Instructions for the task
Whenever the string "root" turns up in a line of the data below, copy that line.

Stored data:
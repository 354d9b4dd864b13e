//! Rule-based crawl intelligence
//!
//! Scores and extracts pages from keyword overlap with the goal and simple
//! document structure. Deterministic and offline, so it works without a
//! model and gives repeatable crawls.

use std::collections::{HashMap, HashSet};
use std::sync::LazyLock;

use async_trait::async_trait;
use regex::Regex;
use scraper::{ElementRef, Html, Selector, node::Node};

use crate::config::ScrapeConfig;
use crate::crawl_engine::{
    AuthDetection, AuthRequest, CrawlIntelligence, CrawlState, DiscoveredLink, EntityRef,
    ExtractedContent, NavigationDecision, PageMetrics, UrlAnalysis, ValueMetrics,
};
use crate::utils::{DEFAULT_COMPLETENESS_THRESHOLD, DEFAULT_MAX_PAGES, NEUTRAL_METRIC, extract_host};

/// Words per page at which information density saturates
const DENSE_PAGE_WORDS: f64 = 600.0;
const MAX_LINKS_PER_PAGE: usize = 200;
const MAX_ENTITIES_PER_PAGE: usize = 10;

const STOPWORDS: &[&str] = &[
    "the", "and", "for", "with", "from", "that", "this", "are", "was", "all", "any", "about",
    "into", "find", "get", "list", "their", "them", "they", "what", "which", "who", "how", "page",
    "pages", "site", "website", "information", "details",
];

static ENTITY_PATTERN: LazyLock<Option<Regex>> =
    LazyLock::new(|| Regex::new(r"\b([A-Z][a-z]+(?:\s+[A-Z][a-z]+)+)\b").ok());

static SKIPPED_ELEMENTS: &[&str] = &[
    "script", "style", "noscript", "iframe", "svg", "head", "nav", "footer", "template",
];

/// Deterministic, heuristic implementation of every intelligence call
#[derive(Debug, Clone)]
pub struct HeuristicIntelligence {
    completeness_threshold: f64,
    target_pages: usize,
    include_images: bool,
}

impl Default for HeuristicIntelligence {
    fn default() -> Self {
        Self {
            completeness_threshold: DEFAULT_COMPLETENESS_THRESHOLD,
            target_pages: DEFAULT_MAX_PAGES,
            include_images: false,
        }
    }
}

impl HeuristicIntelligence {
    #[must_use]
    pub fn new() -> Self {
        Self::default()
    }

    /// Match thresholds and page targets to a run configuration
    #[must_use]
    pub fn from_config(config: &ScrapeConfig) -> Self {
        Self {
            completeness_threshold: config.completeness_threshold(),
            target_pages: config.max_pages().max(1),
            include_images: config.include_images(),
        }
    }
}

/// Lowercased goal keywords, stopwords removed
#[must_use]
pub fn goal_terms(goal: &str) -> Vec<String> {
    let mut seen = HashSet::new();
    goal.split(|c: char| !c.is_alphanumeric())
        .map(str::to_lowercase)
        .filter(|word| word.len() >= 3 && !STOPWORDS.contains(&word.as_str()))
        .filter(|word| seen.insert(word.clone()))
        .collect()
}

/// Fraction of `terms` found in `text` (case-insensitive), neutral when there are no terms
#[must_use]
pub fn term_coverage(terms: &[String], text: &str) -> f64 {
    if terms.is_empty() {
        return NEUTRAL_METRIC;
    }
    let haystack = text.to_lowercase();
    let hits = terms.iter().filter(|term| haystack.contains(term.as_str())).count();
    hits as f64 / terms.len() as f64
}

fn selector(css: &str) -> Option<Selector> {
    Selector::parse(css).ok()
}

fn collapse_whitespace(text: &str) -> String {
    text.split_whitespace().collect::<Vec<_>>().join(" ")
}

fn visible_text(element: ElementRef<'_>, out: &mut Vec<String>) {
    if SKIPPED_ELEMENTS.contains(&element.value().name()) {
        return;
    }
    for child in element.children() {
        match child.value() {
            Node::Text(text) => {
                let trimmed = text.trim();
                if !trimmed.is_empty() {
                    out.push(trimmed.to_string());
                }
            }
            Node::Element(_) => {
                if let Some(child) = ElementRef::wrap(child) {
                    visible_text(child, out);
                }
            }
            _ => {}
        }
    }
}

fn word_set(text: &str) -> HashSet<String> {
    text.split(|c: char| !c.is_alphanumeric())
        .filter(|w| w.len() >= 3)
        .map(str::to_lowercase)
        .collect()
}

fn jaccard(a: &HashSet<String>, b: &HashSet<String>) -> f64 {
    let union = a.union(b).count();
    if union == 0 {
        return 0.0;
    }
    a.intersection(b).count() as f64 / union as f64
}

struct ParsedPage {
    title: Option<String>,
    text: String,
    content_type: &'static str,
    images: Vec<(String, String)>,
}

fn parse_page(html: &str) -> ParsedPage {
    let document = Html::parse_document(html);
    let first_text = |css: &str| {
        selector(css)
            .and_then(|sel| document.select(&sel).next())
            .map(|el| collapse_whitespace(&el.text().collect::<String>()))
            .filter(|text| !text.is_empty())
    };

    let title = first_text("title").or_else(|| first_text("h1"));

    let root = ["main", "article", "body", "html"]
        .iter()
        .filter_map(|css| selector(css))
        .find_map(|sel| document.select(&sel).next());
    let mut parts = Vec::new();
    if let Some(root) = root {
        visible_text(root, &mut parts);
    }
    let text = collapse_whitespace(&parts.join(" "));

    let count = |css: &str| selector(css).map_or(0, |sel| document.select(&sel).count());
    let content_type = if count("form input[type=password]") > 0 {
        "login"
    } else if count("article") > 0 {
        "article"
    } else if count("pre code") > 0 {
        "documentation"
    } else if count("li a") >= 20 {
        "listing"
    } else {
        "page"
    };

    let images = selector("img[src]")
        .map(|sel| {
            document
                .select(&sel)
                .filter_map(|img| {
                    let src = img.value().attr("src")?.to_string();
                    let alt = img.value().attr("alt").unwrap_or_default().to_string();
                    Some((alt, src))
                })
                .collect()
        })
        .unwrap_or_default();

    ParsedPage {
        title,
        text,
        content_type,
        images,
    }
}

fn extract_entities(text: &str, terms: &[String]) -> Vec<EntityRef> {
    let Some(pattern) = ENTITY_PATTERN.as_ref() else {
        return Vec::new();
    };
    let mut mentions: HashMap<&str, u32> = HashMap::new();
    for capture in pattern.captures_iter(text) {
        if let Some(phrase) = capture.get(1) {
            *mentions.entry(phrase.as_str()).or_insert(0) += 1;
        }
    }

    let mut ranked: Vec<(&str, u32)> = mentions.into_iter().collect();
    ranked.sort_by(|a, b| b.1.cmp(&a.1).then_with(|| a.0.cmp(b.0)));
    ranked
        .into_iter()
        .take(MAX_ENTITIES_PER_PAGE)
        .map(|(name, count)| EntityRef {
            name: name.to_string(),
            entity_type: "phrase".to_string(),
            relevance: Some(term_coverage(terms, name)),
            mentions: Some(count),
        })
        .collect()
}

fn find_links(html: &str, terms: &[String]) -> Vec<DiscoveredLink> {
    let document = Html::parse_document(html);
    let Some(anchors) = selector("a[href]") else {
        return Vec::new();
    };

    let mut seen = HashSet::new();
    document
        .select(&anchors)
        .filter_map(|anchor| {
            let href = anchor.value().attr("href")?.trim().to_string();
            if href.is_empty() || href.starts_with('#') || !seen.insert(href.clone()) {
                return None;
            }
            let text = collapse_whitespace(&anchor.text().collect::<String>());
            let context = if text.is_empty() {
                anchor.value().attr("title").unwrap_or_default().to_string()
            } else {
                text
            };
            let predicted_value = if terms.is_empty() {
                NEUTRAL_METRIC
            } else {
                0.2 + 0.8 * term_coverage(terms, &format!("{context} {href}"))
            };
            Some(DiscoveredLink {
                url: href,
                context,
                predicted_value,
            })
        })
        .take(MAX_LINKS_PER_PAGE)
        .collect()
}

fn detect_login_form(html: &str) -> Option<Vec<String>> {
    let document = Html::parse_document(html);
    let password = selector("input[type=password]")?;
    document.select(&password).next()?;

    let fields = selector("form input[name]")
        .map(|sel| {
            document
                .select(&sel)
                .filter(|input| input.value().attr("type") != Some("hidden"))
                .filter_map(|input| input.value().attr("name").map(str::to_string))
                .collect()
        })
        .unwrap_or_default();
    Some(fields)
}

#[async_trait]
impl CrawlIntelligence for HeuristicIntelligence {
    async fn analyze_url(
        &self,
        url: &str,
        goal: &str,
        state: &CrawlState,
    ) -> anyhow::Result<UrlAnalysis> {
        let terms = goal_terms(goal);
        let relevance = if terms.is_empty() {
            NEUTRAL_METRIC
        } else {
            0.3 + 0.7 * term_coverage(&terms, url)
        };
        let domain_authority = if url.starts_with("https://") { 0.6 } else { 0.4 };

        Ok(UrlAnalysis {
            relevance_score: relevance,
            expected_value: relevance * (1.0 / (1.0 + f64::from(state.current_depth()) * 0.25)),
            is_allowed_by_robots: true,
            domain_authority,
            was_visited_before: state.is_visited(url),
        })
    }

    async fn detect_authentication(
        &self,
        html: &str,
        url: &str,
        status: u16,
    ) -> anyhow::Result<AuthDetection> {
        if status == 401 || status == 407 {
            return Ok(AuthDetection {
                requires_authentication: true,
                auth_request: Some(AuthRequest {
                    auth_type: "http".to_string(),
                    ..AuthRequest::for_url(url)
                }),
            });
        }

        Ok(match detect_login_form(html) {
            Some(fields) => AuthDetection {
                requires_authentication: true,
                auth_request: Some(AuthRequest {
                    auth_type: "form".to_string(),
                    form_fields: Some(fields),
                    instructions: Some(format!("Sign in at {url} to continue crawling")),
                    ..AuthRequest::for_url(url)
                }),
            },
            None => AuthDetection::default(),
        })
    }

    async fn extract_content(
        &self,
        html: &str,
        url: &str,
        state: &CrawlState,
    ) -> anyhow::Result<ExtractedContent> {
        let terms = goal_terms(state.goal());
        let parsed = parse_page(html);
        if parsed.text.is_empty() {
            anyhow::bail!("no visible text on {url}");
        }

        let words = parsed.text.split_whitespace().count();
        let own_words = word_set(&parsed.text);
        let overlap = state
            .extracted_pages()
            .iter()
            .map(|page| jaccard(&own_words, &word_set(&page.content)))
            .fold(0.0, f64::max);

        let title = parsed
            .title
            .clone()
            .or_else(|| extract_host(url))
            .unwrap_or_else(|| url.to_string());

        let mut content = parsed.text;
        if self.include_images && !parsed.images.is_empty() {
            content.push_str("\n\nImages:");
            for (alt, src) in &parsed.images {
                content.push_str(&format!("\n- {alt} ({src})"));
            }
        }

        let entities = extract_entities(&content, &terms);
        let metrics = PageMetrics {
            information_density: (words as f64 / DENSE_PAGE_WORDS).min(1.0),
            relevance: term_coverage(&terms, &format!("{title} {content}")),
            uniqueness: 1.0 - overlap,
            content_quality_analysis: Some(format!(
                "{words} words, {} entities, {} content",
                entities.len(),
                parsed.content_type
            )),
        };

        Ok(ExtractedContent {
            title,
            content,
            content_type: parsed.content_type.to_string(),
            metrics,
            entities,
        })
    }

    async fn discover_links(
        &self,
        html: &str,
        _url: &str,
        state: &CrawlState,
    ) -> anyhow::Result<Vec<DiscoveredLink>> {
        Ok(find_links(html, &goal_terms(state.goal())))
    }

    async fn evaluate_progress(&self, state: &CrawlState) -> anyhow::Result<ValueMetrics> {
        let pages = state.extracted_pages();
        if pages.is_empty() {
            return Ok(ValueMetrics::default());
        }

        let count = pages.len() as f64;
        let average = |pick: fn(&PageMetrics) -> f64| {
            pages
                .iter()
                .map(|page| page.metrics.as_ref().map_or(NEUTRAL_METRIC, pick))
                .sum::<f64>()
                / count
        };
        let relevance = average(|m| m.relevance);
        let coverage = (count / self.target_pages as f64).min(1.0);

        Ok(ValueMetrics {
            information_density: average(|m| m.information_density),
            relevance,
            uniqueness: average(|m| m.uniqueness),
            completeness: coverage * (0.5 + 0.5 * relevance),
        })
    }

    async fn decide_next_action(
        &self,
        state: &CrawlState,
        metrics: &ValueMetrics,
    ) -> anyhow::Result<NavigationDecision> {
        if metrics.completeness >= self.completeness_threshold {
            return Ok(NavigationDecision::complete(format!(
                "goal completion {:.2} reached the {:.2} threshold",
                metrics.completeness, self.completeness_threshold
            )));
        }
        Ok(NavigationDecision::proceed(format!(
            "completion {:.2}, {} links queued",
            metrics.completeness,
            state.queue_size()
        )))
    }
}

Result below
    let root = ["main", "article", "body", "html"]
    if let Some(root) = root {
        visible_text(root, &mut parts);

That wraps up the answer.